On (04/08/15 18:54), Jakub Hrozek wrote:
On Thu, Jul 30, 2015 at 01:05:56PM +0200, Pavel Březina wrote:
>
https://fedorahosted.org/sssd/ticket/2682
>
> I think this option should stay undocumented since we want the users to use
> the correct sorting logic.
I agree.
> From db18a64109d9e49fa8bcdad14f412c6e7159137d Mon Sep 17 00:00:00 2001
> From: =?UTF-8?q?Pavel=20B=C5=99ezina?= <pbrezina(a)redhat.com>
> Date: Wed, 29 Jul 2015 14:51:30 +0200
> Subject: [PATCH] sudo: use "higher value wins" when ordering rules
>
> This commit changes the default ordering logic (lower value wins) to
> a correct one that is used by native ldap support. It also adds a new
> option sudo_inverse_order to switch to the original SSSD (incorrect)
> behaviour if needed.
Did you already build a test RPM for the RHEL customer who reported the
bug?

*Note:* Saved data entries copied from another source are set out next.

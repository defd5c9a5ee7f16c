use std::io::{self, Stdout};
use std::time::Duration;

use anyhow::{Context, Result};
use crossterm::event::{self, Event, KeyEventKind};
use crossterm::execute;
use crossterm::terminal::{
    disable_raw_mode, enable_raw_mode, EnterAlternateScreen, LeaveAlternateScreen,
};
use ratatui::backend::CrosstermBackend;
use ratatui::Terminal;
use tracing::{debug, info};

use super::app::App;

/// Take over the terminal, draw and dispatch keys until the user quits, then
/// hand the terminal back even when the loop failed.
pub fn run_app(app: &mut App) -> Result<()> {
    let mut stdout = io::stdout();
    enable_raw_mode().context("failed to enable raw mode")?;
    execute!(stdout, EnterAlternateScreen).context("failed to enter alternate screen")?;
    let backend = CrosstermBackend::new(stdout);
    let mut terminal = Terminal::new(backend).context("failed to create terminal backend")?;
    info!("terminal session started");

    let result = event_loop(&mut terminal, app);

    cleanup_terminal(&mut terminal)?;
    info!("terminal session ended");
    result
}

fn event_loop(terminal: &mut Terminal<CrosstermBackend<Stdout>>, app: &mut App) -> Result<()> {
    loop {
        terminal
            .draw(|frame| app.draw(frame))
            .context("failed to draw frame")?;

        if !event::poll(Duration::from_millis(250)).context("event polling failed")? {
            continue;
        }
        if let Event::Key(key_event) = event::read().context("failed to read event")? {
            if key_event.kind != KeyEventKind::Press {
                continue;
            }
            debug!(key = ?key_event.code, "key pressed");
            if app.handle_key(key_event.code)? {
                return Ok(());
            }
        }
    }
}

fn cleanup_terminal(terminal: &mut Terminal<CrosstermBackend<Stdout>>) -> Result<()> {
    disable_raw_mode().context("failed to disable raw mode")?;
    execute!(terminal.backend_mut(), LeaveAlternateScreen)
        .context("failed to leave alternate screen")?;
    terminal
        .show_cursor()
        .context("failed to restore cursor visibility")
}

If not, please do so and let them confirm the fix.
One comment in the code:
> @@ -680,7 +684,7 @@ static errno_t sudosrv_get_sudorules_query_cache(TALLOC_CTX
*mem_ctx,
> goto done;
> }
>
> - ret = sort_sudo_rules(rules, count);
> + ret = sort_sudo_rules(rules, count, inverse_order == false);
This is unreadable to me, because == false passes true to the function.
I would prefer:
inverse_order ? false : true
Neither proposed solution nor original version improve readability.
The prototype of sort_sudo_rules is:
static errno_t
sort_sudo_rules(struct sysdb_attrs **rules, size_t count, bool higher_wins);
The most readable version is:
const higher_wins = !inverse_order
ret = sort_sudo_rules(rules, count, higher_wins);
or to change loginc in function sort_sudo_rules.
LS